ESRB ratings have two parts: rating symbols suggest age appropriateness for the game, and content descriptors indicate elements in a game that may have triggered a particular rating and/or may be of interest or concern.

To take full advantage of the ESRB rating system, it's important to check both the rating symbol (on the front of the game box) and the content descriptors (on the back of the game box).

ESRB Rating Symbols

Titles rated EC (Early Childhood) have content that may be suitable for persons ages 3 and older. Titles in this category contain no material that parents would find inappropriate.

Titles rated E (Everyone) have content that may be suitable for persons ages 6 and older. Titles in this category may contain minimal cartoon, fantasy or mild violence and/or infrequent use of mild language.

Titles rated E10+ (Everyone 10 and older) have content that may be suitable for persons ages 10 and older.  Titles in this category may contain more cartoon, fantasy or mild violence, mild language, and/or minimal suggestive themes.

Titles rated T (Teen) have content that may be suitable for ages 13 and older. Titles in this category may contain violence, suggestive themes, crude humor, minimal blood, simulated gambling, and/or infrequent use of strong language.
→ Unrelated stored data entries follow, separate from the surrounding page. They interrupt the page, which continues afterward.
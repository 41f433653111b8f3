//! Property definitions of a variable record schema

use std::fmt;

use serde::{Deserialize, Serialize};
use serde_json::Value;

use super::serde_util;
use super::LinkedModel;

/// `PROPERTY_TYPE` codes
pub mod property_type {
    pub const STRING: &str = "S";
    pub const NUMBER: &str = "N";
    pub const LIST: &str = "L";
    pub const FILE: &str = "F";
    pub const ELEMENT: &str = "E";
    pub const SECTION: &str = "G";
}

/// `USER_TYPE` codes the resolver cares about
pub mod user_type {
    pub const USER_ID: &str = "UserID";
    pub const EMPLOYEE: &str = "employee";
    pub const DIRECTORY: &str = "directory";
}

/// Relation kind a property resolves through
#[derive(Debug, Clone, PartialEq, Eq, Hash)]
pub enum PropertyKind {
    File,
    LinkedElement,
    User,
    Enumeration,
    Section,
    /// External lookup table, keyed by the referenced table name
    LookupTable(String),
    /// No resolver; the value stays as stored
    Plain,
}

impl PropertyKind {
    pub fn label(&self) -> &'static str {
        match self {
            PropertyKind::File => "file",
            PropertyKind::LinkedElement => "element",
            PropertyKind::User => "user",
            PropertyKind::Enumeration => "enum",
            PropertyKind::Section => "section",
            PropertyKind::LookupTable(_) => "lookup_table",
            PropertyKind::Plain => "plain",
        }
    }

    /// Whether extracted keys are normalized to integers before querying
    pub fn uses_integer_keys(&self) -> bool {
        matches!(
            self,
            PropertyKind::File | PropertyKind::User | PropertyKind::Enumeration | PropertyKind::Section
        )
    }
}

impl fmt::Display for PropertyKind {
    fn fmt(&self, f: &mut fmt::Formatter<'_>) -> fmt::Result {
        match self {
            PropertyKind::LookupTable(table) => write!(f, "lookup_table({})", table),
            other => f.write_str(other.label()),
        }
    }
}

/// One property of a schema
#[derive(Debug, Clone, Default, PartialEq, Serialize, Deserialize)]
#[serde(rename_all = "SCREAMING_SNAKE_CASE", default)]
pub struct PropertyDefinition {
    #[serde(deserialize_with = "serde_util::int")]
    pub id: i64,
    #[serde(rename = "IBLOCK_ID", deserialize_with = "serde_util::opt_int")]
    pub schema_id: Option<i64>,
    #[serde(deserialize_with = "serde_util::string")]
    pub code: String,
    #[serde(deserialize_with = "serde_util::string")]
    pub name: String,
    #[serde(deserialize_with = "serde_util::string")]
    pub property_type: String,
    #[serde(rename = "LINK_IBLOCK_ID", deserialize_with = "serde_util::opt_int")]
    pub link_schema_id: Option<i64>,
    #[serde(with = "serde_util::yes_no_flag")]
    pub multiple: bool,
    #[serde(deserialize_with = "serde_util::string")]
    pub user_type: String,
    #[serde(deserialize_with = "serde_util::int")]
    pub sort: i64,
    pub user_type_settings: Value,
}

impl PropertyDefinition {
    pub fn new(code: impl Into<String>, property_type: impl Into<String>) -> Self {
        Self {
            code: code.into(),
            property_type: property_type.into(),
            ..Self::default()
        }
    }

    pub fn with_user_type(mut self, user_type: impl Into<String>) -> Self {
        self.user_type = user_type.into();
        self
    }

    pub fn with_multiple(mut self, multiple: bool) -> Self {
        self.multiple = multiple;
        self
    }

    pub fn with_settings(mut self, settings: Value) -> Self {
        self.user_type_settings = settings;
        self
    }

    /// Field holding this property's value on primary rows and host records
    pub fn value_key(&self) -> String {
        format!("{}_VALUE", self.code)
    }

    /// Settings as an object; a JSON-encoded string is decoded first
    pub fn settings(&self) -> serde_json::Map<String, Value> {
        match &self.user_type_settings {
            Value::Object(map) => map.clone(),
            Value::String(encoded) => match serde_json::from_str::<Value>(encoded) {
                Ok(Value::Object(map)) => map,
                _ => serde_json::Map::new(),
            },
            _ => serde_json::Map::new(),
        }
    }

    /// Table referenced by a directory property, when one is configured
    pub fn lookup_table_name(&self) -> Option<String> {
        match self.settings().get("TABLE_NAME") {
            Some(Value::String(table)) if !table.is_empty() => Some(table.clone()),
            _ => None,
        }
    }

    pub fn kind(&self) -> PropertyKind {
        match (self.property_type.as_str(), self.user_type.as_str()) {
            (property_type::FILE, _) => PropertyKind::File,
            (property_type::ELEMENT, _) => PropertyKind::LinkedElement,
            (_, user_type::USER_ID | user_type::EMPLOYEE) => PropertyKind::User,
            (property_type::LIST, _) => PropertyKind::Enumeration,
            (property_type::SECTION, _) => PropertyKind::Section,
            (_, user_type::DIRECTORY) => match self.lookup_table_name() {
                Some(table) => PropertyKind::LookupTable(table),
                None => PropertyKind::Plain,
            },
            _ => PropertyKind::Plain,
        }
    }
}

impl LinkedModel for PropertyDefinition {
    fn model_name() -> &'static str {
        "PropertyDefinition"
    }
}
Titles rated M (Mature) have content that may be suitable for persons 17 years and older. Titles in this category may contain intense violence, blood and gore, sexual content, and/or strong language.
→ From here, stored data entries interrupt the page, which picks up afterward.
use std::sync::atomic::{AtomicUsize, Ordering};
use std::sync::Arc;

use serde_json::{json, Value};

use super::*;
use crate::config::FetchConfig;
use crate::source::{InMemorySource, SourceRegistry};

fn definitions() -> Arc<InMemorySource> {
    Arc::new(InMemorySource::from_values(
        "properties",
        vec![
            json!({"ID": 1, "IBLOCK_ID": 5, "ACTIVE": "Y", "SORT": 10, "CODE": "TITLE", "PROPERTY_TYPE": "S"}),
            json!({"ID": 2, "IBLOCK_ID": 5, "ACTIVE": "Y", "SORT": 20, "CODE": "IMG", "PROPERTY_TYPE": "F"}),
            json!({"ID": 3, "IBLOCK_ID": 5, "ACTIVE": "Y", "SORT": 30, "CODE": "TAGS", "PROPERTY_TYPE": "E", "MULTIPLE": "Y"}),
            json!({"ID": 4, "IBLOCK_ID": 5, "ACTIVE": "Y", "SORT": 40, "CODE": "AUTHOR", "PROPERTY_TYPE": "S", "USER_TYPE": "UserID"}),
            json!({"ID": 5, "IBLOCK_ID": 5, "ACTIVE": "Y", "SORT": 50, "CODE": "STATUS", "PROPERTY_TYPE": "L"}),
            json!({"ID": 6, "IBLOCK_ID": 5, "ACTIVE": "Y", "SORT": 60, "CODE": "CAT", "PROPERTY_TYPE": "G"}),
            json!({
                "ID": 7, "IBLOCK_ID": 5, "ACTIVE": "Y", "SORT": 70, "CODE": "COLOR", "PROPERTY_TYPE": "S",
                "USER_TYPE": "directory", "MULTIPLE": "Y", "USER_TYPE_SETTINGS": {"TABLE_NAME": "b_colors"}
            }),
            json!({"ID": 8, "IBLOCK_ID": 7, "ACTIVE": "Y", "SORT": 10, "CODE": "X", "PROPERTY_TYPE": "S"}),
        ],
    ))
}

fn values() -> Arc<InMemorySource> {
    Arc::new(
        InMemorySource::from_values(
            "values_5",
            vec![
                json!({
                    "ID": 100, "TITLE_VALUE": "First", "IMG_VALUE": "501", "TAGS_VALUE": "900",
                    "AUTHOR_VALUE": "1", "STATUS_VALUE": "31", "CAT_VALUE": "7", "COLOR_VALUE": "red"
                }),
                json!({
                    "ID": 100, "TITLE_VALUE": "First", "IMG_VALUE": "501", "TAGS_VALUE": "901",
                    "AUTHOR_VALUE": "1", "STATUS_VALUE": "31", "CAT_VALUE": "7", "COLOR_VALUE": "blue"
                }),
                json!({
                    "ID": 101, "TITLE_VALUE": "Second", "IMG_VALUE": null, "TAGS_VALUE": "901",
                    "AUTHOR_VALUE": "2", "STATUS_VALUE": "32", "COLOR_VALUE": "red"
                }),
            ],
        )
        .with_schema_id(5),
    )
}

fn source(name: &str, rows: Vec<Value>) -> Arc<InMemorySource> {
    Arc::new(InMemorySource::from_values(name, rows))
}

struct Resolvers {
    files: Arc<InMemorySource>,
    elements: Arc<InMemorySource>,
    users: Arc<InMemorySource>,
    enumerations: Arc<InMemorySource>,
    sections: Arc<InMemorySource>,
    colors: Arc<InMemorySource>,
}

impl Resolvers {
    fn new() -> Self {
        Self {
            files: source(
                "files",
                vec![json!({"ID": 501, "SUBDIR": "iblock/1", "FILE_NAME": "a.png", "CONTENT_TYPE": "image/png"})],
            ),
            elements: source(
                "elements",
                vec![json!({"ID": 900, "NAME": "Tag A"}), json!({"ID": 901, "NAME": "Tag B"})],
            ),
            users: source(
                "users",
                vec![json!({"ID": 1, "LOGIN": "ann", "ACTIVE": "Y"}), json!({"ID": 2, "LOGIN": "bob", "ACTIVE": "Y"})],
            ),
            enumerations: source(
                "enums",
                vec![json!({"ID": 31, "VALUE": "Draft"}), json!({"ID": 32, "VALUE": "Published"})],
            ),
            sections: source("sections", vec![json!({"ID": 7, "NAME": "News"})]),
            colors: source(
                "colors",
                vec![
                    json!({"UF_XML_ID": "red", "UF_NAME": "Red"}),
                    json!({"UF_XML_ID": "blue", "UF_NAME": "Blue"}),
                ],
            ),
        }
    }

    fn wire<D: ConfigureDispatch>(&self, dispatcher: D) -> D {
        dispatcher
            .use_files(self.files.clone())
            .use_linked_elements(["ID", "NAME"], self.elements.clone())
            .use_users(Vec::<String>::new(), self.users.clone())
            .use_enumerations(["ID", "VALUE"], self.enumerations.clone())
            .use_sections(["ID", "NAME"], self.sections.clone())
            .use_lookup_table("b_colors", ["UF_XML_ID", "UF_NAME"], Some(self.colors.clone()))
    }

    fn query_counts(&self) -> Vec<usize> {
        vec![
            self.files.query_count(),
            self.elements.query_count(),
            self.users.query_count(),
            self.enumerations.query_count(),
            self.sections.query_count(),
            self.colors.query_count(),
        ]
    }
}

fn hosts() -> RecordCollection {
    RecordCollection::from_values(vec![json!({"ID": 100, "IBLOCK_ID": 5}), json!({"ID": 101, "IBLOCK_ID": 5})])
}

fn all_properties(values: Arc<InMemorySource>) -> PropertySchemaDispatcher {
    PropertySchemaDispatcher::with_all_properties(values, "ID", "IBLOCK_ID", definitions()).unwrap()
}

#[test]
fn test_full_dispatch_resolves_every_kind() {
    let values = values();
    let resolvers = Resolvers::new();
    let dispatcher = resolvers.wire(all_properties(values.clone()));
    let mut collection = hosts();

    dispatcher.fill(&mut collection).unwrap();

    assert_eq!(values.query_count(), 1);
    assert_eq!(resolvers.query_counts(), vec![1; 6]);

    let first = collection.get(0).unwrap();
    assert_eq!(first.get("TITLE_VALUE"), Some(&json!("First")));
    assert_eq!(first.get("IMG_VALUE").unwrap()["FILE_NAME"], json!("a.png"));
    assert_eq!(
        first.get("TAGS_VALUE"),
        Some(&json!([{"ID": 900, "NAME": "Tag A"}, {"ID": 901, "NAME": "Tag B"}]))
    );
    assert_eq!(first.get("AUTHOR_VALUE").unwrap()["LOGIN"], json!("ann"));
    assert_eq!(first.get("STATUS_VALUE"), Some(&json!({"ID": 31, "VALUE": "Draft"})));
    assert_eq!(first.get("CAT_VALUE"), Some(&json!({"ID": 7, "NAME": "News"})));
    assert_eq!(
        first.get("COLOR_VALUE"),
        Some(&json!([{"UF_XML_ID": "red", "UF_NAME": "Red"}, {"UF_XML_ID": "blue", "UF_NAME": "Blue"}]))
    );
    assert_eq!(first.get("properties_info").unwrap().as_array().unwrap().len(), 7);

    let second = collection.get(1).unwrap();
    assert!(!second.contains("IMG_VALUE"));
    assert!(!second.contains("CAT_VALUE"));
    assert_eq!(second.get("TAGS_VALUE"), Some(&json!([{"ID": 901, "NAME": "Tag B"}])));
    assert_eq!(second.get("AUTHOR_VALUE").unwrap()["LOGIN"], json!("bob"));
    assert_eq!(second.get("COLOR_VALUE"), Some(&json!([{"UF_XML_ID": "red", "UF_NAME": "Red"}])));
}

#[test]
fn test_fill_key_keeps_values_in_a_bag() {
    let resolvers = Resolvers::new();
    let dispatcher = resolvers.wire(all_properties(values())).set_fill_key("PROPERTIES");
    let mut collection = hosts();

    dispatcher.fill(&mut collection).unwrap();

    let first = collection.get(0).unwrap();
    assert!(!first.contains("TITLE_VALUE"));
    let bag = first.get("PROPERTIES").unwrap();
    assert_eq!(bag["TITLE_VALUE"], json!("First"));
    assert_eq!(bag["IMG_VALUE"]["SUBDIR"], json!("iblock/1"));
    assert_eq!(bag["STATUS_VALUE"], json!({"ID": 31, "VALUE": "Draft"}));
    assert_eq!(bag["TAGS_VALUE"].as_array().unwrap().len(), 2);

    // File keys come from the IMG_VALUE entries of every bag
    let file_query = &resolvers.files.queries()[0];
    assert_eq!(file_query.filters[0].value, json!([501]));
}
Titles rated AO (Adults Only) have content that should only be played by persons 18 years and older. Titles in this category may include prolonged scenes of intense violence and/or graphic sexual content and nudity.
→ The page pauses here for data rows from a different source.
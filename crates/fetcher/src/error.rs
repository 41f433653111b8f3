//! Error types for the fetcher system
//!
//! Configuration mistakes and unresolved sources are fatal at the call site.
//! Errors raised by a [`DataSource`](crate::source::DataSource) travel through
//! the stages unchanged.

use thiserror::Error;

/// Result type alias for fetch operations
pub type FetchResult<T> = Result<T, FetchError>;

/// Error types for fetch operations
#[derive(Debug, Error)]
pub enum FetchError {
    /// Invalid cast/derivative/aggregate wiring or an unsupported operation
    #[error("Configuration error: {0}")]
    Configuration(String),

    /// A schema, table or source could not be resolved
    #[error("Not found: {0}")]
    NotFound(String),

    /// Failure reported by a data source implementation
    #[error("Data source error: {0}")]
    Source(String),

    /// A record could not be cast into the requested model type
    #[error("Serialization error: {0}")]
    Serialization(#[from] serde_json::Error),
}

impl FetchError {
    pub fn configuration(message: impl Into<String>) -> Self {
        FetchError::Configuration(message.into())
    }

    pub fn not_found(message: impl Into<String>) -> Self {
        FetchError::NotFound(message.into())
    }

    pub fn source(message: impl Into<String>) -> Self {
        FetchError::Source(message.into())
    }

    /// Returns true for errors caused by how a stage was wired
    pub fn is_configuration(&self) -> bool {
        matches!(self, FetchError::Configuration(_))
    }

    pub fn is_not_found(&self) -> bool {
        matches!(self, FetchError::NotFound(_))
    }
}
Title listed as RP (Rating Pending) has been submitted to the ESRB and is awaiting final rating. (This symbol appears only in advertising prior to a game’s release.)

Online Rating Notice

Online games that include user-generated content (e.g., chat, maps, skins) carry the notice "Game Experience May Change During Online Play" to warn consumers that content created by players of the game has not been rated by the ESRB.

ESRB Content Descriptors

  • Alcohol Reference – Reference to and/or images of alcoholic beverages
  • Animated Blood – Discolored and/or unrealistic depictions of blood
  • Blood – Depictions of blood
  • Blood and Gore – Depictions of blood or the mutilation of body parts
  • Cartoon Violence – Violent actions involving cartoon–like situations and characters. May include violence where a character is unharmed after the action has been inflicted
  • Comic Mischief – Depictions or dialogue involving slapstick or suggestive humor
  • Crude Humor – Depictions or dialogue involving vulgar antics, including “bathroom” humor
  • Drug Reference – Reference to and/or images of illegal drugs
  • Edutainment – Content of product provides user with specific skills development or reinforcement learning within an entertainment setting. Skill development is an integral part of product
  • Fantasy Violence – Violent actions of a fantasy nature, involving human or non–human characters in situations easily distinguishable from real life
  • Informational – Overall content of product contains data, facts, resource information, reference materials or instructional text
  • Intense Violence – Graphic and realistic–looking depictions of physical conflict.  May involve extreme and/or realistic blood, gore, weapons, and depictions of human injury and death  
  • Language – Mild to moderate use of profanity
  • Lyrics – Mild references to profanity, sexuality, violence, alcohol, or drug use in music
  • Mature Humor – Depictions or dialogue involving "adult" humor, including sexual references
  • Mild Violence – Mild scenes depicting characters in unsafe and/or violent situations
  • Nudity – Graphic or prolonged depictions of nudity
  • Partial Nudity – Brief and/or mild depictions of nudity
  • Real Gambling – Player can gamble, including betting or wagering real cash or currency
  • Sexual Themes – Mild to moderate sexual references and/or depictions.  May include partial nudity
  • Sexual Violence – Depictions of rape or other violent sexual acts
  • Simulated Gambling – Player can gamble without betting or wagering real cash or currency
  • Some Adult Assistance May Be Needed – Intended for very young ages
  • Strong Language – Explicit and/or frequent use of profanity
  • Strong Lyrics – Explicit and/or frequent references to profanity, sex, violence, alcohol, or drug use in music
  • Strong Sexual Content – Graphic references to and/or depictions of sexual behavior, possibly including nudity
  • Suggestive Themes – Mild provocative references or materials
  • Tobacco Reference – Reference to and/or images of tobacco products
  • Use of Drugs – The consumption or use of illegal drugs
  • Use of Alcohol – The consumption of alcoholic beverages
  • Use of Tobacco – The consumption of tobacco products
  • Violence – Scenes involving aggressive conflict.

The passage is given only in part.